Trump demande aux agences de s’aligner sur les recherches qui recommandent la vaccination des enfants

Le président Trump a reconnu vendredi une étude réalisée en janvier par le ministère de la Santé et des Services sociaux qui recommande de réduire le nombre de vaccins recommandés pour chaque enfant américain.

Un décret de Trump ordonnant aux agences fédérales d’aligner leurs politiques sur l’étude, qui est un amendement attendu depuis longtemps par le secrétaire à la Santé, Robert F. Kennedy Jr. L’étude a révélé que les États-Unis disposent de plus de vaccins pour enfants que nombre de leurs pairs.

L’administration Trump avait déjà décidé de réduire le nombre de vaccins infantiles recommandés en réponse au rapport, mais cette décision a été bloquée par un juge fédéral du Massachusetts. Le ministère fait appel de la décision.

L’étude recommande que tous les enfants soient vaccinés contre 11 maladies. D’autres sont recommandés pour les groupes à risque courant ou indiqués par les médecins dans ce qu’on appelle une « décision conjointe ». Il s’agit notamment des vaccins contre la grippe, le rotavirus, l’hépatite A, l’hépatite B, certains cancers et le VRS.

L’ordre de Trump ajoute du poids à l’étude alors que l’agence tente de détourner son attention des politiques vaccinales de Kennedy et de se concentrer sur des programmes qui bénéficient d’un plus grand soutien parmi les professionnels de la santé, comme une alimentation saine.

L’ordonnance ordonne aux Centers for Disease Control and Prevention d’examiner l’étude et de « prendre les mesures appropriées » pour mettre à jour ses recommandations vaccinales. Il affirme que le CDC devrait « offrir un maximum de flexibilité aux parents et aux médecins » et demande aux agences de garantir que toutes les pratiques, réglementations et financements sont cohérents avec la recherche.

L’ordonnance indique que les changements doivent garantir que les Américains continuent d’avoir accès aux vaccins.

Les États, et non le gouvernement fédéral, ont le pouvoir d’exiger la vaccination des écoliers. Alors que les réglementations du CDC continuent d’influencer ces lois fédérales, certains États ont commencé à former leurs propres coalitions pour s’opposer à l’avance de l’administration Trump en matière de vaccins.
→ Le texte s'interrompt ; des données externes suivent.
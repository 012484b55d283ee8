//! Rating service - submitting and modifying store ratings.

use async_trait::async_trait;
use chrono::{DateTime, Utc};
use serde::Serialize;
use std::collections::HashMap;
use std::sync::Arc;
use utoipa::ToSchema;
use uuid::Uuid;

use common::{AppError, AppResult, OptionExt};
use domain::{Rating, Store, UserRole, UserSummary};

use crate::infra::UnitOfWork;

/// Minimal store reference embedded in rating listings
#[derive(Debug, Clone, Serialize, ToSchema)]
#[serde(rename_all = "camelCase")]
pub struct StoreSummary {
    pub id: Uuid,
    pub name: String,
    pub address: String,
}

impl From<&Store> for StoreSummary {
    fn from(store: &Store) -> Self {
        Self {
            id: store.id,
            name: store.name.clone(),
            address: store.address.clone(),
        }
    }
}

/// Rating with its author and store, as listed to admins
#[derive(Debug, Clone, Serialize, ToSchema)]
#[serde(rename_all = "camelCase")]
pub struct RatingView {
    pub id: Uuid,
    pub rating: i32,
    pub user: Option<UserSummary>,
    pub store: Option<StoreSummary>,
    pub created_at: DateTime<Utc>,
    pub updated_at: DateTime<Utc>,
}

#[async_trait]
pub trait RatingService: Send + Sync {
    /// Rate a store once; USER and STORE_OWNER accounts only
    async fn submit_rating(
        &self,
        user_id: Uuid,
        role: UserRole,
        store_id: Uuid,
        value: i32,
    ) -> AppResult<Rating>;

    /// Change the value of the caller's own rating
    async fn update_rating(&self, user_id: Uuid, rating_id: Uuid, value: i32) -> AppResult<Rating>;

    /// Every rating with author and store
    async fn list_ratings(&self) -> AppResult<Vec<RatingView>>;
}

pub struct RatingManager<U: UnitOfWork> {
    uow: Arc<U>,
}

impl<U: UnitOfWork> RatingManager<U> {
    pub fn new(uow: Arc<U>) -> Self {
        Self { uow }
    }
}

#[async_trait]
impl<U: UnitOfWork> RatingService for RatingManager<U> {
    async fn submit_rating(
        &self,
        user_id: Uuid,
        role: UserRole,
        store_id: Uuid,
        value: i32,
    ) -> AppResult<Rating> {
        if !role.can_rate() {
            return Err(AppError::forbidden("Only users and store owners can rate stores"));
        }

        // Validates the value before any lookup
        let rating = Rating::new(value, user_id, store_id)?;

        let store = self
            .uow
            .stores()
            .find_by_id(store_id)
            .await?
            .ok_or_not_found("Store")?;

        if store.is_owned_by(user_id) {
            tracing::warn!(store_id = %store.id, user_id = %user_id, "Self-rating rejected");
            return Err(AppError::bad_request("You cannot rate your own store"));
        }

        if self
            .uow
            .ratings()
            .find_by_user_and_store(user_id, store_id)
            .await?
            .is_some()
        {
            return Err(AppError::conflict("Rating"));
        }

        let rating = self.uow.ratings().create(rating).await?;
        tracing::info!(rating_id = %rating.id, store_id = %store_id, value, "Rating submitted");
        Ok(rating)
    }

    async fn update_rating(&self, user_id: Uuid, rating_id: Uuid, value: i32) -> AppResult<Rating> {
        let mut rating = self
            .uow
            .ratings()
            .find_by_id(rating_id)
            .await?
            .ok_or_not_found("Rating")?;

        if !rating.is_authored_by(user_id) {
            return Err(AppError::forbidden("You can only modify your own rating"));
        }

        rating.update_value(value)?;
        let rating = self.uow.ratings().update_value(rating.id, rating.rating).await?;
        tracing::info!(rating_id = %rating.id, value, "Rating updated");
        Ok(rating)
    }

    async fn list_ratings(&self) -> AppResult<Vec<RatingView>> {
        let ratings_repo = self.uow.ratings();
        let users_repo = self.uow.users();
        let stores_repo = self.uow.stores();

        let (ratings, users, stores) =
            tokio::try_join!(ratings_repo.list(), users_repo.list(), stores_repo.list())?;

        let users: HashMap<Uuid, UserSummary> =
            users.iter().map(|u| (u.id, UserSummary::from(u))).collect();
        let stores: HashMap<Uuid, StoreSummary> =
            stores.iter().map(|s| (s.id, StoreSummary::from(s))).collect();

        Ok(ratings
            .into_iter()
            .map(|r| RatingView {
                id: r.id,
                rating: r.rating,
                user: users.get(&r.user_id).cloned(),
                store: stores.get(&r.store_id).cloned(),
                created_at: r.created_at,
                updated_at: r.updated_at,
            })
            .collect())
    }
}

#[cfg(test)]
mod tests {
    use super::*;
    use crate::infra::{MockRatingRepository, MockStoreRepository, MockUserRepository};
    use crate::services::test_support::{sample_rating, sample_store, sample_user, TestUnitOfWork};
    use mockall::predicate::eq;

    fn manager(uow: TestUnitOfWork) -> RatingManager<TestUnitOfWork> {
        RatingManager::new(Arc::new(uow))
    }

    fn store_repo_with(store: Store) -> MockStoreRepository {
        let mut stores = MockStoreRepository::new();
        stores
            .expect_find_by_id()
            .returning(move |_| Ok(Some(store.clone())));
        stores
    }

    // =========================================================================
    // Submit
    // =========================================================================

    #[tokio::test]
    async fn test_submit_rating_success() {
        let user_id = Uuid::new_v4();
        let store = sample_store("Corner Shop", Uuid::new_v4());
        let store_id = store.id;

        let mut ratings = MockRatingRepository::new();
        ratings
            .expect_find_by_user_and_store()
            .with(eq(user_id), eq(store_id))
            .returning(|_, _| Ok(None));
        ratings.expect_create().returning(|r| Ok(r));

        let service = manager(
            TestUnitOfWork::new()
                .with_stores(store_repo_with(store))
                .with_ratings(ratings),
        );
        let rating = service
            .submit_rating(user_id, UserRole::User, store_id, 4)
            .await
            .unwrap();

        assert_eq!(rating.rating, 4);
        assert_eq!(rating.user_id, user_id);
        assert_eq!(rating.store_id, store_id);
    }

    #[tokio::test]
    async fn test_store_owner_can_rate_other_store() {
        let user_id = Uuid::new_v4();
        let store = sample_store("Corner Shop", Uuid::new_v4());
        let store_id = store.id;

        let mut ratings = MockRatingRepository::new();
        ratings.expect_find_by_user_and_store().returning(|_, _| Ok(None));
        ratings.expect_create().returning(|r| Ok(r));

        let service = manager(
            TestUnitOfWork::new()
                .with_stores(store_repo_with(store))
                .with_ratings(ratings),
        );
        let result = service
            .submit_rating(user_id, UserRole::StoreOwner, store_id, 5)
            .await;

        tokio_test::assert_ok!(result);
    }

    #[tokio::test]
    async fn test_admin_cannot_rate() {
        let mut stores = MockStoreRepository::new();
        stores.expect_find_by_id().never();

        let service = manager(TestUnitOfWork::new().with_stores(stores));
        for value in [3, 9] {
            let err = service
                .submit_rating(Uuid::new_v4(), UserRole::Admin, Uuid::new_v4(), value)
                .await
                .unwrap_err();
            assert!(matches!(err, AppError::Forbidden(_)));
        }
    }

    #[tokio::test]
    async fn test_submit_rating_out_of_range() {
        let mut stores = MockStoreRepository::new();
        stores.expect_find_by_id().never();

        let service = manager(TestUnitOfWork::new().with_stores(stores));
        for value in [0, 6] {
            let err = service
                .submit_rating(Uuid::new_v4(), UserRole::User, Uuid::new_v4(), value)
                .await
                .unwrap_err();
            assert!(matches!(err, AppError::Validation(_)));
        }
    }

    #[tokio::test]
    async fn test_submit_rating_unknown_store() {
        let mut stores = MockStoreRepository::new();
        stores.expect_find_by_id().returning(|_| Ok(None));

        let service = manager(TestUnitOfWork::new().with_stores(stores));
        let err = service
            .submit_rating(Uuid::new_v4(), UserRole::User, Uuid::new_v4(), 3)
            .await
            .unwrap_err();

        assert_eq!(err.to_string(), "Store not found");
    }

    #[tokio::test]
    async fn test_cannot_rate_own_store() {
        let owner_id = Uuid::new_v4();
        let store = sample_store("Own Shop", owner_id);
        let store_id = store.id;

        let mut ratings = MockRatingRepository::new();
        ratings.expect_create().never();

        let service = manager(
            TestUnitOfWork::new()
                .with_stores(store_repo_with(store))
                .with_ratings(ratings),
        );
        let err = service
            .submit_rating(owner_id, UserRole::StoreOwner, store_id, 5)
            .await
            .unwrap_err();

        assert!(matches!(err, AppError::BadRequest(_)));
        assert_eq!(err.to_string(), "You cannot rate your own store");
    }

    #[tokio::test]
    async fn test_duplicate_rating_conflicts() {
        let user_id = Uuid::new_v4();
        let store = sample_store("Corner Shop", Uuid::new_v4());
        let store_id = store.id;

        let mut ratings = MockRatingRepository::new();
        ratings
            .expect_find_by_user_and_store()
            .returning(|user, store| Ok(Some(sample_rating(3, user, store))));
        ratings.expect_create().never();

        let service = manager(
            TestUnitOfWork::new()
                .with_stores(store_repo_with(store))
                .with_ratings(ratings),
        );
        let err = service
            .submit_rating(user_id, UserRole::User, store_id, 4)
            .await
            .unwrap_err();

        assert!(matches!(err, AppError::Conflict(_)));
        assert_eq!(err.to_string(), "Rating already exists");
    }

    // =========================================================================
    // Update
    // =========================================================================

    #[tokio::test]
    async fn test_update_own_rating() {
        let user_id = Uuid::new_v4();
        let existing = sample_rating(2, user_id, Uuid::new_v4());
        let rating_id = existing.id;

        let mut ratings = MockRatingRepository::new();
        ratings
            .expect_find_by_id()
            .with(eq(rating_id))
            .returning(move |_| Ok(Some(existing.clone())));
        ratings
            .expect_update_value()
            .with(eq(rating_id), eq(5))
            .returning(move |id, value| {
                let mut r = sample_rating(value, user_id, Uuid::new_v4());
                r.id = id;
                Ok(r)
            });

        let service = manager(TestUnitOfWork::new().with_ratings(ratings));
        let updated = service.update_rating(user_id, rating_id, 5).await.unwrap();

        assert_eq!(updated.id, rating_id);
        assert_eq!(updated.rating, 5);
    }

    #[tokio::test]
    async fn test_update_rating_of_someone_else() {
        let existing = sample_rating(2, Uuid::new_v4(), Uuid::new_v4());
        let rating_id = existing.id;

        let mut ratings = MockRatingRepository::new();
        ratings
            .expect_find_by_id()
            .returning(move |_| Ok(Some(existing.clone())));
        ratings.expect_update_value().never();

        let service = manager(TestUnitOfWork::new().with_ratings(ratings));
        let err = service
            .update_rating(Uuid::new_v4(), rating_id, 4)
            .await
            .unwrap_err();

        assert!(matches!(err, AppError::Forbidden(_)));
    }

    #[tokio::test]
    async fn test_update_missing_rating() {
        let mut ratings = MockRatingRepository::new();
        ratings.expect_find_by_id().returning(|_| Ok(None));

        let service = manager(TestUnitOfWork::new().with_ratings(ratings));
        let err = service
            .update_rating(Uuid::new_v4(), Uuid::new_v4(), 4)
            .await
            .unwrap_err();

        assert!(matches!(err, AppError::NotFound(_)));
    }

    #[tokio::test]
    async fn test_update_rating_rejects_invalid_value() {
        let user_id = Uuid::new_v4();
        let existing = sample_rating(2, user_id, Uuid::new_v4());
        let rating_id = existing.id;

        let mut ratings = MockRatingRepository::new();
        ratings
            .expect_find_by_id()
            .returning(move |_| Ok(Some(existing.clone())));
        ratings.expect_update_value().never();

        let service = manager(TestUnitOfWork::new().with_ratings(ratings));
        let err = service.update_rating(user_id, rating_id, 9).await.unwrap_err();

        assert!(matches!(err, AppError::Validation(_)));
    }

    // =========================================================================
    // Listing
    // =========================================================================

    #[tokio::test]
    async fn test_list_ratings_joins_user_and_store() {
        let user = sample_user("rater@example.com", UserRole::User);
        let store = sample_store("Corner Shop", Uuid::new_v4());
        let rating = sample_rating(4, user.id, store.id);
        let orphan = sample_rating(1, Uuid::new_v4(), Uuid::new_v4());

        let mut ratings = MockRatingRepository::new();
        ratings
            .expect_list()
            .returning(move || Ok(vec![rating.clone(), orphan.clone()]));
        let mut users = MockUserRepository::new();
        users.expect_list().returning(move || Ok(vec![user.clone()]));
        let mut stores = MockStoreRepository::new();
        stores.expect_list().returning(move || Ok(vec![store.clone()]));

        let service = manager(
            TestUnitOfWork::new()
                .with_ratings(ratings)
                .with_users(users)
                .with_stores(stores),
        );
        let views = service.list_ratings().await.unwrap();

        assert_eq!(views.len(), 2);
        assert_eq!(views[0].user.as_ref().unwrap().email, "rater@example.com");
        assert_eq!(views[0].store.as_ref().unwrap().name, "Corner Shop");
        assert!(views[1].user.is_none());
        assert!(views[1].store.is_none());
    }
}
Trump a ordonné au ministère de la Santé et des Services sociaux de mener cette étude en décembre.

Kennedy était un militant anti-vaccin de longue date et cherchait des moyens d’injecter son scepticisme à l’égard des vaccins auprès des dirigeants du pays, se heurtant aux experts médicaux. L’année dernière, il a déclaré que le CDC ne recommanderait pas le vaccin contre le COVID-19 aux enfants en bonne santé et aux femmes enceintes, bien que les experts en santé publique aient déclaré qu’ils n’avaient pas vu de nouvelles informations justifiant ce changement.
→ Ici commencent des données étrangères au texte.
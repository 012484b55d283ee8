//! Migration: Create ratings table.
//!
//! The unique index on (user_id, store_id) backs the one-rating-per-store rule.

use sea_orm_migration::prelude::*;

#[derive(DeriveMigrationName)]
pub struct Migration;

#[async_trait::async_trait]
impl MigrationTrait for Migration {
    async fn up(&self, manager: &SchemaManager) -> Result<(), DbErr> {
        manager
            .create_table(
                Table::create()
                    .table(Ratings::Table)
                    .if_not_exists()
                    .col(ColumnDef::new(Ratings::Id).uuid().not_null().primary_key())
                    .col(
                        ColumnDef::new(Ratings::Rating)
                            .integer()
                            .not_null()
                            .check(Expr::col(Ratings::Rating).between(1, 5)),
                    )
                    .col(ColumnDef::new(Ratings::UserId).uuid().not_null())
                    .col(ColumnDef::new(Ratings::StoreId).uuid().not_null())
                    .col(
                        ColumnDef::new(Ratings::CreatedAt)
                            .timestamp_with_time_zone()
                            .not_null()
                            .default(Expr::current_timestamp()),
                    )
                    .col(
                        ColumnDef::new(Ratings::UpdatedAt)
                            .timestamp_with_time_zone()
                            .not_null()
                            .default(Expr::current_timestamp()),
                    )
                    .foreign_key(
                        ForeignKey::create()
                            .name("fk_ratings_user_id")
                            .from(Ratings::Table, Ratings::UserId)
                            .to(Users::Table, Users::Id)
                            .on_delete(ForeignKeyAction::Cascade)
                            .on_update(ForeignKeyAction::Cascade),
                    )
                    .foreign_key(
                        ForeignKey::create()
                            .name("fk_ratings_store_id")
                            .from(Ratings::Table, Ratings::StoreId)
                            .to(Stores::Table, Stores::Id)
                            .on_delete(ForeignKeyAction::Cascade)
                            .on_update(ForeignKeyAction::Cascade),
                    )
                    .to_owned(),
            )
            .await?;

        manager
            .create_index(
                Index::create()
                    .name("idx_ratings_user_store")
                    .table(Ratings::Table)
                    .col(Ratings::UserId)
                    .col(Ratings::StoreId)
                    .unique()
                    .to_owned(),
            )
            .await?;

        manager
            .create_index(
                Index::create()
                    .name("idx_ratings_store_id")
                    .table(Ratings::Table)
                    .col(Ratings::StoreId)
                    .to_owned(),
            )
            .await
    }

    async fn down(&self, manager: &SchemaManager) -> Result<(), DbErr> {
        manager
            .drop_table(Table::drop().table(Ratings::Table).to_owned())
            .await
    }
}

#[derive(Iden)]
enum Ratings {
    Table,
    Id,
    Rating,
    UserId,
    StoreId,
    CreatedAt,
    UpdatedAt,
}

#[derive(Iden)]
enum Users {
    Table,
    Id,
}

#[derive(Iden)]
enum Stores {
    Table,
    Id,
}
En juin dernier, il a licencié un comité consultatif sur les vaccins du CDC composé de 17 membres, puis a nommé certains de ses propres remplaçants, notamment des vaccinateurs.

Un rapport de janvier a révélé que les recommandations de vaccination pour les enfants américains ont augmenté au cours des dernières décennies. Les pays où les vaccinations ne sont pas obligatoires pour aller à l’école ont également été mis en avant.

Binkley écrit pour Associated Press.